‘The Great Shift to Agriculture’: Driven by economy, Kashmir farmers are converting paddy fields into apple orchards
Srinagar: Six years ago, Hilal Ahmad, a 60-year-old farmer from Anantnag, converted his paddy field into an apple orchard after suffering huge losses. What seemed like a tough decision then turned into a blessing for him now.
“My land is the only source of income, so it was a very difficult decision to make. However, I started to grow apple trees of foreign varieties with high density and high yield. Gradually the results came in and his income grew,” he said.
Similarly, Abdul Hamid, a 50-year-old farmer from Hama village in Anantnag district, was generating profits of Rs 20,000 from the paddy he grew on his 10-Kanal of land. “A turnaround in ideas and his change to growing apples on the same land is now earning us a profit of three lakh rupees a year. We have a family of six and all are dependent on the apple orchard,” he said declared.
Kashmir is witnessing a change in the landscape of agricultural fields. The vast rice paddies are now replaced by neat rows of apple trees. Experts believe that the change is driven by economic considerations, as the horticulture sector offers farmers “5-6 times (500-600%)” monetary benefits compared to paddy cultivation.

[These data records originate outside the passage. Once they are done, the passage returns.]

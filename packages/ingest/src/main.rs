#![cfg_attr(feature = "fail-on-warnings", deny(warnings))]
#![warn(clippy::all, clippy::pedantic, clippy::nursery, clippy::cargo)]
#![allow(clippy::multiple_crate_versions, clippy::cargo_common_metadata)]

//! CLI entry point for the Charlottesville crime geocoding pipeline.
//!
//! Uses `indicatif-log-bridge` (via [`cville_crime_cli_utils::init_logger`])
//! so that log output does not tear the geocoding progress bar.

use std::path::PathBuf;
use std::time::Instant;

use chrono::Utc;
use clap::{Parser, Subcommand};
use cville_crime_cli_utils::IndicatifProgress;
use cville_crime_database::geocode_cache::GeocodeCache;
use cville_crime_database::paths;
use cville_crime_geocoder::quota::QuotaLedger;
use cville_crime_geocoder::service_registry;
use cville_crime_ingest::config::UserConfig;
use cville_crime_ingest::{RunOptions, dedupe, resolve_data_dir};
use cville_crime_source::{FetchOptions, fetch, normalize, registry};

#[derive(Parser)]
#[command(
    name = "cville_crime_ingest",
    about = "Geocode Charlottesville crime records"
)]
struct Cli {
    /// Optional TOML file overriding quotas and the data directory
    #[arg(long, global = true)]
    config: Option<PathBuf>,
    /// Directory for the cache, quota ledgers, snapshots, and output
    #[arg(long, global = true)]
    data_dir: Option<PathBuf>,
    #[command(subcommand)]
    command: Commands,
}

#[derive(Subcommand)]
enum Commands {
    /// Fetch, normalize, geocode, and join records, then write the output CSV
    Run {
        /// Source identifier (default: "charlottesville")
        #[arg(long)]
        source: Option<String>,
        /// Geocoding service identifier (default: highest-priority enabled)
        #[arg(long)]
        service: Option<String>,
        /// Read a previously downloaded `GeoJSON` file instead of downloading
        #[arg(long)]
        input: Option<PathBuf>,
        /// Maximum number of records to process (for testing)
        #[arg(long)]
        limit: Option<u64>,
        /// Re-query addresses that already have a final cached result
        #[arg(long)]
        refresh: bool,
    },
    /// Download a source and report record and distinct address counts
    Fetch {
        /// Source identifier (default: "charlottesville")
        #[arg(long)]
        source: Option<String>,
        /// Maximum number of records to fetch
        #[arg(long)]
        limit: Option<u64>,
    },
    /// List configured data sources
    Sources,
    /// List configured geocoding services
    Services,
    /// Show today's request usage for a geocoding service
    Quota {
        /// Geocoding service identifier (default: highest-priority enabled)
        #[arg(long)]
        service: Option<String>,
    },
    /// Show the address cache size by outcome
    Cache,
}

#[tokio::main]
async fn main() -> Result<(), Box<dyn std::error::Error>> {
    let multi = cville_crime_cli_utils::init_logger();
    let cli = Cli::parse();

    let config = UserConfig::load_optional(cli.config.as_deref())?;
    let data_dir = resolve_data_dir(cli.data_dir, &config);

    match cli.command {
        Commands::Run {
            source,
            service,
            input,
            limit,
            refresh,
        } => {
            let start = Instant::now();
            let options = RunOptions {
                source,
                service,
                input,
                limit,
                refresh,
                data_dir,
                config,
            };
            let progress = IndicatifProgress::batch_bar(&multi, "Geocoding");
            let summary = cville_crime_ingest::run(&options, progress).await?;

            log::info!(
                "Done in {:.1}s: {} of {} records geocoded ({} queried, {} cached) -> {}",
                start.elapsed().as_secs_f64(),
                summary.report.kept_records,
                summary.records,
                summary.queried,
                summary.cached,
                summary.output_path.display(),
            );
        }
        Commands::Fetch { source, limit } => {
            let source = registry::find_source(source.as_deref())?;
            let client = reqwest::Client::builder().build()?;
            let options = FetchOptions {
                limit,
                snapshot_path: Some(paths::snapshot_path(&data_dir, source.id())),
                ..FetchOptions::default()
            };
            let raw = fetch::fetch_records(&client, &source, &options).await?;
            let records = normalize::normalize_records(&raw, &source);
            let distinct = dedupe::distinct_addresses(&records);

            println!("{:<20} {}", "Source", source.name());
            println!("{:<20} {}", "Records", records.len());
            println!("{:<20} {}", "Distinct addresses", distinct.len());
        }
        Commands::Sources => {
            println!("{:<20} {:<40} LOCALITY", "ID", "NAME");
            println!("{}", "-".repeat(80));
            for source in &registry::all_sources() {
                println!(
                    "{:<20} {:<40} {}",
                    source.id(),
                    source.name(),
                    source.locality
                );
            }
        }
        Commands::Services => {
            println!(
                "{:<12} {:<32} {:>8} {:>10} {:>8} POLICY",
                "ID", "NAME", "PRIORITY", "DAILY", "BATCH"
            );
            println!("{}", "-".repeat(90));
            for service in &service_registry::all_services() {
                let quota = config.quota_for(service);
                println!(
                    "{:<12} {:<32} {:>8} {:>10} {:>8} {}{}",
                    service.id,
                    service.name,
                    service.priority,
                    quota.daily_limit,
                    quota.batch_size,
                    quota.on_exhausted,
                    if service.enabled { "" } else { " (disabled)" },
                );
            }
        }
        Commands::Quota { service } => {
            let service = service_registry::find_service(service.as_deref())?;
            let quota = config.quota_for(&service);
            let path = paths::quota_ledger_path(&data_dir, &service.id);
            let ledger = QuotaLedger::load(&path, Utc::now().date_naive())?;

            println!("{:<12} {}", "Service", service.name);
            println!("{:<12} {} (UTC)", "Date", ledger.date);
            println!("{:<12} {}", "Used", ledger.used);
            println!("{:<12} {}", "Limit", quota.daily_limit);
            println!("{:<12} {}", "Remaining", ledger.remaining(quota.daily_limit));
        }
        Commands::Cache => {
            let path = paths::geocode_cache_path(&data_dir);
            let cache = GeocodeCache::load(&path)?;

            println!("{} ({} addresses)", path.display(), cache.len());
            for (outcome, count) in cache.outcome_counts() {
                println!("  {:<14} {count}", outcome.as_ref());
            }
        }
    }

    Ok(())
}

According to figures from the Horticulture Department of Jammu and Kashmir seen by The Kashmir Monitor, the horticulture sector has grown by more than 400% in the valley since 1974.
The figures reveal that in 1974-75 the area under horticulture was 82,486 hectares in UT. It increased to 2,19,039 hectares in 2001. In 2020, the horticultural area jumped to 3,30,956 hectares. While the land under paddy cultivation has increased from 163,000 hectares in 1996 to 134,067 hectares in 2021. This indicates a loss of 28,933 hectares under paddy cultivation over the past 25 years.
Dr. Abdul Rauf Malik, Assistant Professor in the Department of Fruit Science, Sheri-Kashmir University of Agricultural Science and Technology, Kashmir (SKAUST-K), said apple is the largest horticultural crop grown at J&K .
“The main motivating factor that drives farmers to grow apples rather than grow paddy is the monetary benefits. Moreover, the first is a dynamic sector. Technological advancements in the horticulture sector have led to a higher productivity, thus increasing farmers’ incomes. While paddy cultivation does not give too much economic benefit,” Dr Rauf said.
Senior Assistant Professor in the Department of Geoinformatics at the University of Kashmir, Dr Irfan Rashid said economic considerations are the main reason for the change.
“Additionally, the other reasons are depletion of river flows, increased urbanization in upstream areas and climate change,” Rashid said.